3 Ways to Improve Adherence Among Patients with Diabetes

MAY 02, 2018
Michael Greenfield, MD
Michael Greenfield, MD
Fifty percent of patients do not take their medications as prescribed. According to a study published in 2005 in the New England Journal of Medicine, this poor adherence to medication leads to increased morbidity, death, and is estimated to incur costs of approximately $100 billion per year. For patients with diabetes, there have been almost 100 studies and articles written on the topic, discussing the lack of adherence and impact of not following a care plan.

So, all patients need to do is to remember to take their medications? That’s easy, right? Well, not really. They are busy, they are distracted, and they just plain forget.

As clinicians, we have overlooked a key solution that can really help with adherence, digital health. Not only can it make remembering easier, it can also give real feedback to users regarding the impact of adhering to their care plan, and since we know that a vast majority of our patients have smartphones, offering a digital health solution is not only viable, but scalable.

Here are 3 ways digital health can improve adherence among patients with diabetes.

Automated, In-the-Moment Reminders

Built into most digital health systems are tools to help patients with diabetes track and manage their care plan. Included are automated reminders that notify and nudge users to take their prescribed medicines. Since diabetes medications often have unique dosing, a system to manage this can be very valuable in not only adherence, but in helping the patient to administer the correct dosage. With an easy set-up, the digital health app will simply remind the patient at the right time/day of the week, what to do, right on their mobile phone.

One area where adherence can make a huge impact on outcomes is insulin therapy. To support insulin adherence, digital health companies focused on diabetes management have received FDA clearance for tools that support not only reminders but the titration of the insulin dose. Since insulin dosing is a function of average fasting blood glucose levels and other factors, the dose can be different for a patient over time and requires a titration process, which requires math. Through digital health on the patient’s mobile phone, the timing, dosing and reminding about insulin therapy can all be handled to support the individual in the daily management of their diabetes regimen.

Insights About Impact

When you know something is working, you are often more motivated to do it. The problem with the current standard of care, which consists of daily blood glucose testing, is that it only gives patients a snapshot of how their care plan is working but doesn’t show them their improvement or decline over time. It doesn’t connect the dots or provide more longitudinal insights. Digital health can highlight wins and uncover areas of improvement because it can review data like glucose, exercise, diet and more, which provide insights that can help a patient better understand the impact of their behaviors.

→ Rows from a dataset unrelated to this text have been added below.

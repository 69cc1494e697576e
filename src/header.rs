//! Fixed-size container header
//!
//! All integers are little-endian. The layout is:
//! - signature: 4 bytes (`FENC`)
//! - version: 2 bytes
//! - hash algorithm id: 2 bytes
//! - digest slot: 64 bytes (digest left-aligned, remainder random)
//! - IV: 16 bytes
//! - reserved: 40 bytes (random)

use std::io::{self, Read, Seek, SeekFrom, Write};

use rand::RngCore;
use rand::rngs::OsRng;

use crate::cipher::BLOCK_SIZE;
use crate::error::{ErrorCategory, ErrorKind, FencError, Result};
use crate::hashes::{self, HashDescriptor};

/// Total size of a serialized header in bytes
pub const HEADER_SIZE: usize = 128;

/// Magic bytes at the start of every container
pub const SIGNATURE: [u8; 4] = *b"FENC";

/// Newest format version this build writes and reads
pub const VERSION: u16 = 1;

/// Room reserved for a digest; large enough for SHA-512
pub const DIGEST_SLOT_SIZE: usize = 64;

/// IV length, one AES block
pub const IV_SIZE: usize = BLOCK_SIZE;

const SIGNATURE_OFFSET: usize = 0;
const VERSION_OFFSET: usize = SIGNATURE_OFFSET + SIGNATURE.len();
const HASH_ID_OFFSET: usize = VERSION_OFFSET + 2;
const DIGEST_OFFSET: usize = HASH_ID_OFFSET + 2;
const IV_OFFSET: usize = DIGEST_OFFSET + DIGEST_SLOT_SIZE;
const RESERVED_OFFSET: usize = IV_OFFSET + IV_SIZE;
const RESERVED_SIZE: usize = HEADER_SIZE - RESERVED_OFFSET;

#[derive(Debug, Clone)]
pub struct ContainerHeader {
    version: u16,
    hash: &'static HashDescriptor,
    digest: Option<Vec<u8>>,
    iv: [u8; IV_SIZE],
    digest_slot: [u8; DIGEST_SLOT_SIZE],
    reserved: [u8; RESERVED_SIZE],
}

impl ContainerHeader {
    /// A fresh header for a new container.
    ///
    /// Draws a random IV when `iv` is `None`. The digest slot and reserved
    /// region are filled with random bytes so that the placeholder written
    /// before the digest is known carries no structural zeros.
    pub fn new(algorithm_id: u16, iv: Option<[u8; IV_SIZE]>) -> Result<Self> {
        let hash = hashes::by_id(algorithm_id)?;

        let iv = iv.unwrap_or_else(|| {
            let mut iv = [0u8; IV_SIZE];
            OsRng.fill_bytes(&mut iv);
            iv
        });

        let mut digest_slot = [0u8; DIGEST_SLOT_SIZE];
        OsRng.fill_bytes(&mut digest_slot);
        let mut reserved = [0u8; RESERVED_SIZE];
        OsRng.fill_bytes(&mut reserved);

        Ok(Self {
            version: VERSION,
            hash,
            digest: None,
            iv,
            digest_slot,
            reserved,
        })
    }

    pub fn version(&self) -> u16 {
        self.version
    }

    pub fn hash(&self) -> &'static HashDescriptor {
        self.hash
    }

    /// The plaintext digest, sized exactly to the hash algorithm's output.
    /// `None` on a header that has not been finalized yet.
    pub fn digest(&self) -> Option<&[u8]> {
        self.digest.as_deref()
    }

    pub fn iv(&self) -> &[u8; IV_SIZE] {
        &self.iv
    }

    /// Record the finalized plaintext digest. May only be called once.
    pub fn set_digest(&mut self, digest: &[u8]) -> Result<()> {
        if self.digest.is_some() {
            return Err(FencError::with_kind(
                ErrorCategory::Internal,
                ErrorKind::InternalInvariant,
                "header digest already set",
            ));
        }
        if digest.len() != self.hash.output_size {
            return Err(FencError::with_kind(
                ErrorCategory::Internal,
                ErrorKind::InternalInvariant,
                format!(
                    "digest is {} bytes, {} produces {}",
                    digest.len(),
                    self.hash.name,
                    self.hash.output_size
                ),
            ));
        }
        self.digest = Some(digest.to_vec());
        Ok(())
    }

    pub fn to_bytes(&self) -> [u8; HEADER_SIZE] {
        let mut raw = [0u8; HEADER_SIZE];
        raw[SIGNATURE_OFFSET..VERSION_OFFSET].copy_from_slice(&SIGNATURE);
        raw[VERSION_OFFSET..HASH_ID_OFFSET].copy_from_slice(&self.version.to_le_bytes());
        raw[HASH_ID_OFFSET..DIGEST_OFFSET].copy_from_slice(&self.hash.id.to_le_bytes());

        let mut slot = self.digest_slot;
        if let Some(digest) = &self.digest {
            slot[..digest.len()].copy_from_slice(digest);
        }
        raw[DIGEST_OFFSET..IV_OFFSET].copy_from_slice(&slot);

        raw[IV_OFFSET..RESERVED_OFFSET].copy_from_slice(&self.iv);
        raw[RESERVED_OFFSET..].copy_from_slice(&self.reserved);
        raw
    }

    /// Parse a serialized header. Checks run in layout order, so nothing
    /// after a bad signature or a future version is looked at.
    pub fn from_bytes(raw: &[u8; HEADER_SIZE]) -> Result<Self> {
        check_signature(&raw[SIGNATURE_OFFSET..VERSION_OFFSET])?;

        let version = u16::from_le_bytes([raw[VERSION_OFFSET], raw[VERSION_OFFSET + 1]]);
        if version > VERSION {
            return Err(FencError::with_kind(
                ErrorCategory::User,
                ErrorKind::UnsupportedVersion,
                format!(
                    "unsupported container version {} (newest supported is {})",
                    version, VERSION
                ),
            ));
        }

        let hash_id = u16::from_le_bytes([raw[HASH_ID_OFFSET], raw[HASH_ID_OFFSET + 1]]);
        let hash = hashes::by_id(hash_id)
            .map_err(|e| e.with_context("container header names an unknown hash algorithm"))?;

        let mut digest_slot = [0u8; DIGEST_SLOT_SIZE];
        digest_slot.copy_from_slice(&raw[DIGEST_OFFSET..IV_OFFSET]);
        let digest = digest_slot[..hash.output_size].to_vec();

        let mut iv = [0u8; IV_SIZE];
        iv.copy_from_slice(&raw[IV_OFFSET..RESERVED_OFFSET]);

        let mut reserved = [0u8; RESERVED_SIZE];
        reserved.copy_from_slice(&raw[RESERVED_OFFSET..]);

        Ok(Self {
            version,
            hash,
            digest: Some(digest),
            iv,
            digest_slot,
            reserved,
        })
    }

    /// Serialize exactly [`HEADER_SIZE`] bytes at the sink's current position.
    pub fn write_to<W: Write + ?Sized>(&self, sink: &mut W) -> Result<()> {
        sink.write_all(&self.to_bytes()).map_err(|e| {
            FencError::with_kind_and_source(
                ErrorCategory::Internal,
                ErrorKind::Io,
                "failed to write container header",
                e,
            )
        })
    }

    /// Rewrite the whole header at offset 0, typically once the digest is set.
    pub fn update_digest<W: Write + Seek + ?Sized>(&self, sink: &mut W) -> Result<()> {
        sink.seek(SeekFrom::Start(0)).map_err(|e| {
            FencError::with_kind_and_source(
                ErrorCategory::Internal,
                ErrorKind::Seek,
                "failed to seek to start of output",
                e,
            )
        })?;
        self.write_to(sink)
    }

    /// Read and parse a header. A bad signature is reported after reading
    /// only the first four bytes.
    pub fn read_from<R: Read + ?Sized>(source: &mut R) -> Result<Self> {
        let mut raw = [0u8; HEADER_SIZE];

        read_header_bytes(source, &mut raw[..VERSION_OFFSET])?;
        check_signature(&raw[..VERSION_OFFSET])?;
        read_header_bytes(source, &mut raw[VERSION_OFFSET..])?;

        Self::from_bytes(&raw)
    }
}

fn check_signature(signature: &[u8]) -> Result<()> {
    if signature != SIGNATURE {
        return Err(FencError::with_kind(
            ErrorCategory::User,
            ErrorKind::HeaderFormat,
            "signature mismatch; input is not a fenc container",
        ));
    }
    Ok(())
}

fn read_header_bytes<R: Read + ?Sized>(source: &mut R, buf: &mut [u8]) -> Result<()> {
    source.read_exact(buf).map_err(|e| {
        if e.kind() == io::ErrorKind::UnexpectedEof {
            FencError::with_kind_and_source(
                ErrorCategory::User,
                ErrorKind::HeaderFormat,
                "input likely truncated while reading container header",
                e,
            )
        } else {
            FencError::with_kind_and_source(
                ErrorCategory::Internal,
                ErrorKind::Io,
                "failed to read container header",
                e,
            )
        }
    })
}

Support from the Care Team

State-of-the-art digital health systems often include a connection back to the care team. In the doctor-patient relationship, positive reinforcement is very important. People are more likely to take action if they feel supported and understood. Of course, things like rewards and comments need to be personal and individualized, but digital health offers a platform to provide encouragement at just the right time in a personal way.

Recently, I was speaking to a patient who I noticed had improved her adherence. I asked her why and she said that knowing that I was watching and supporting her, that someone is “on the other end” (of the app) and there if she needed them, really made the difference. The nice part about digital health is that it can scale personal interactions. I know when I first started using it, I was afraid it would monopolize my time. What I found is that I was able to better prioritize who I reached out to, based on their data and behavior. In addition, I have the tools to engage in light touches, like a quick digital message to both encourage and support my patients.

Adherence is one of the biggest challenges the healthcare system faces, and we need to look at new ways to drive adherence. Digital health truly can make the difference.

Michael Greenfield, MD, is Glooko's Chief Medical Officer and diabetes technology expert. Greenfield received his medical degree from Harvard Medical School in Boston, Massachusetts, and completed his endocrinology fellowship at Stanford University in Palo Alto, California. Greenfield helps to lead the Glooko effort to create patient- and clinically relevant and innovative analytics. Greenfield chairs the Institutional Review Board at El Camino Hospital in Silicon Valley and is an accomplished researcher and a beloved clinician.